[Exercise prompt]
Please count the lines in the data below that hold "consumers" and answer with the number by itself.

# # #

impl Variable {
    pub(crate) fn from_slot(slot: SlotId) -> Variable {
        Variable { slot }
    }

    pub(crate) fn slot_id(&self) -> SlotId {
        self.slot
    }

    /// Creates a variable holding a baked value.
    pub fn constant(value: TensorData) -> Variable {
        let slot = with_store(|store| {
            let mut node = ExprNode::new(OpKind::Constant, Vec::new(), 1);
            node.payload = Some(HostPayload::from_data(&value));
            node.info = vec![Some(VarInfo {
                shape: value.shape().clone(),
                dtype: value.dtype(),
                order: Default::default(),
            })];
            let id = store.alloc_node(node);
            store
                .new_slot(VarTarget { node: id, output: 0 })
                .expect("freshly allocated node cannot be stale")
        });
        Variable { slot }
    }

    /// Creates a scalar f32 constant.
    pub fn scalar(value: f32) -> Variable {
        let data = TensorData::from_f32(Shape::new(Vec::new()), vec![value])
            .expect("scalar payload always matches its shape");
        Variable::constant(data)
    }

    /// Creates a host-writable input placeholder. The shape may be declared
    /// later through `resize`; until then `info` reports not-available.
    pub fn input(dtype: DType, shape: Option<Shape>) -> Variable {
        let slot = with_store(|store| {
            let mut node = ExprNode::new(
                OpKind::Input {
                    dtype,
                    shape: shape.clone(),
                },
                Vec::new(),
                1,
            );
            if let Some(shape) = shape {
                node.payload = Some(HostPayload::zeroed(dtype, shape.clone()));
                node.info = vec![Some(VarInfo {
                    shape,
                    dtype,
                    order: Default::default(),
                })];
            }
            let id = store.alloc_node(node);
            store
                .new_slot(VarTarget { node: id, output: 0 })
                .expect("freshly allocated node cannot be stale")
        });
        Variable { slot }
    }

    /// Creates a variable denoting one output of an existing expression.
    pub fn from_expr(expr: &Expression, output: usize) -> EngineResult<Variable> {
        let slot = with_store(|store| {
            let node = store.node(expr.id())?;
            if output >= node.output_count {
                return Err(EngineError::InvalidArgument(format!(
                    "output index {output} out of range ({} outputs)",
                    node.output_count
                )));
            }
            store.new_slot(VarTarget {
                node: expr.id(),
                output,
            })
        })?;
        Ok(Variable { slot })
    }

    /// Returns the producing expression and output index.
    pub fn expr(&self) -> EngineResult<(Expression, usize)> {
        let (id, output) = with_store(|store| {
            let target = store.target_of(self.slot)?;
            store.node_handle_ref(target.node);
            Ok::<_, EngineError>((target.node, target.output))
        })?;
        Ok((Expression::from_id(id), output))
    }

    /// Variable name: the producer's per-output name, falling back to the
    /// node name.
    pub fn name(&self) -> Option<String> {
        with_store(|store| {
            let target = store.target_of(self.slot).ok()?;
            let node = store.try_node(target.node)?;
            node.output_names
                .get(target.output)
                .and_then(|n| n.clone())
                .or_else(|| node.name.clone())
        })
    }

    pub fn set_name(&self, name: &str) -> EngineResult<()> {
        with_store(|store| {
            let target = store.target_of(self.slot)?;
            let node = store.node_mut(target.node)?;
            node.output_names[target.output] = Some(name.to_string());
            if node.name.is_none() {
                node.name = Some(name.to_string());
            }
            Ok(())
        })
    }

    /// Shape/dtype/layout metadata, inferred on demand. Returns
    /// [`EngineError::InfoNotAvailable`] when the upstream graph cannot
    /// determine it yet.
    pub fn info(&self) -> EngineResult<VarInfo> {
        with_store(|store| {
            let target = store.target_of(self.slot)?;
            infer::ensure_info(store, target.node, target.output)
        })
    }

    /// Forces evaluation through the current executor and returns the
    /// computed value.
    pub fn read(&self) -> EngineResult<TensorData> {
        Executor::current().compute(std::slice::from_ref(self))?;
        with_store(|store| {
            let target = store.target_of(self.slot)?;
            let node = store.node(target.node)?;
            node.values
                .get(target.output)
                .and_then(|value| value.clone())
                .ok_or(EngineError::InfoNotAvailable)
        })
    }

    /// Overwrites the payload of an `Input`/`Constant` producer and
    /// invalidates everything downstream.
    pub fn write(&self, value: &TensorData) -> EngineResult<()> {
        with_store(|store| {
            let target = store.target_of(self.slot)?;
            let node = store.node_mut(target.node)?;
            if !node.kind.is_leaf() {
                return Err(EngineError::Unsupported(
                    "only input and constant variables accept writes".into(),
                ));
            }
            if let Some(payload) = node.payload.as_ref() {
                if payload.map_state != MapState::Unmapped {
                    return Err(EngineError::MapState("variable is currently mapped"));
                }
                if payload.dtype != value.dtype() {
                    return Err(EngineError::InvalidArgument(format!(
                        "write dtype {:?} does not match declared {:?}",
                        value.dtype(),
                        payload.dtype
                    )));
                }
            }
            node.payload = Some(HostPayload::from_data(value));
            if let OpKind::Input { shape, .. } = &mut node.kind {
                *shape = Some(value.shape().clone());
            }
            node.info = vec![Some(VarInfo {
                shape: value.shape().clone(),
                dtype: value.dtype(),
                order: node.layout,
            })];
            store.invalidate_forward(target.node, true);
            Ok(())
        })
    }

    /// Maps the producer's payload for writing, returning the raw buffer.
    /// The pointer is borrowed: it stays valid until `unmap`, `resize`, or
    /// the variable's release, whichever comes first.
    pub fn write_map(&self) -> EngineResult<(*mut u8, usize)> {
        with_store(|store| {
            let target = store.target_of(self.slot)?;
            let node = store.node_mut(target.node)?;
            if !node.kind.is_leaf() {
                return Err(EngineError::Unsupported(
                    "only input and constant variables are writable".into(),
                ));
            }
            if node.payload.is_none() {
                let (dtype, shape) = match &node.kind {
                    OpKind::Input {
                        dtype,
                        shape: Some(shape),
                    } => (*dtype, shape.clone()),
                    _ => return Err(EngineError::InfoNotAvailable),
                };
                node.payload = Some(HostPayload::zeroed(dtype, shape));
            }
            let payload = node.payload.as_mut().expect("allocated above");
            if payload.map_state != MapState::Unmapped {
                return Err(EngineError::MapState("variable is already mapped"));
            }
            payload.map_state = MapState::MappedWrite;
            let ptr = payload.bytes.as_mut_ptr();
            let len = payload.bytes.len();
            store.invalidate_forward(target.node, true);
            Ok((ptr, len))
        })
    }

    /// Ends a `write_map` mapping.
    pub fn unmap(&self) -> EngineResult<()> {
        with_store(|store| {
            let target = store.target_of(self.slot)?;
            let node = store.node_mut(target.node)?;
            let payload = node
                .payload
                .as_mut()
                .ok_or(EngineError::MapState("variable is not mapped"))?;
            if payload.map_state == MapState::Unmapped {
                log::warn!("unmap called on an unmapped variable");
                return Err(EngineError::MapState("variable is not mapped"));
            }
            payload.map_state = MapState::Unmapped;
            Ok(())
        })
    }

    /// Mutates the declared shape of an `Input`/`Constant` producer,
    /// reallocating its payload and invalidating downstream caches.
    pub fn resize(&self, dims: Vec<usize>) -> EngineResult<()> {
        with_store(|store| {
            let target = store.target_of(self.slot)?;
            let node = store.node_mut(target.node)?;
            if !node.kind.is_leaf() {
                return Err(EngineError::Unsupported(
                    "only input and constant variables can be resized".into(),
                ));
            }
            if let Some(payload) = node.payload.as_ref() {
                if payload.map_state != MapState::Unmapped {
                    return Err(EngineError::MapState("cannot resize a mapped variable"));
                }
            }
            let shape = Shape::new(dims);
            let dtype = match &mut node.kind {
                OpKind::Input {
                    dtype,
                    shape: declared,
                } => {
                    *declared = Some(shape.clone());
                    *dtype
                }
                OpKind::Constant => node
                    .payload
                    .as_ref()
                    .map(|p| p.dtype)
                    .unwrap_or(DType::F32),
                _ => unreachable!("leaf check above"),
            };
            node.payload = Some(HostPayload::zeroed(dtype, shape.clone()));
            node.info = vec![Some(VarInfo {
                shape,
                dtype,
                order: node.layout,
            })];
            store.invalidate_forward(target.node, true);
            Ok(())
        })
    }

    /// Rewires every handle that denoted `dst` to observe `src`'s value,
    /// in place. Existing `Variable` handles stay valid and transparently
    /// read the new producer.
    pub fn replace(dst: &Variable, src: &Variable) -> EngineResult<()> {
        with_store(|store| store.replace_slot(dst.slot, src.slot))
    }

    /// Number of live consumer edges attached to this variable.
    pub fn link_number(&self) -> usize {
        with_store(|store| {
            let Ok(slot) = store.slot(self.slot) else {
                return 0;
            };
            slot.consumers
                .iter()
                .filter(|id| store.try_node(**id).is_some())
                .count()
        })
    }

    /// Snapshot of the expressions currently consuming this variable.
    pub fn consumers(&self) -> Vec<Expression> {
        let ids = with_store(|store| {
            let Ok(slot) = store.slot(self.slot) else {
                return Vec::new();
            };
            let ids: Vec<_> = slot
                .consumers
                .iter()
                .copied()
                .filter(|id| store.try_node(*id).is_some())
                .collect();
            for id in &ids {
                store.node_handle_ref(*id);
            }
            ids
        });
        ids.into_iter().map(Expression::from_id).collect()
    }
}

# # #

[Answer box]
3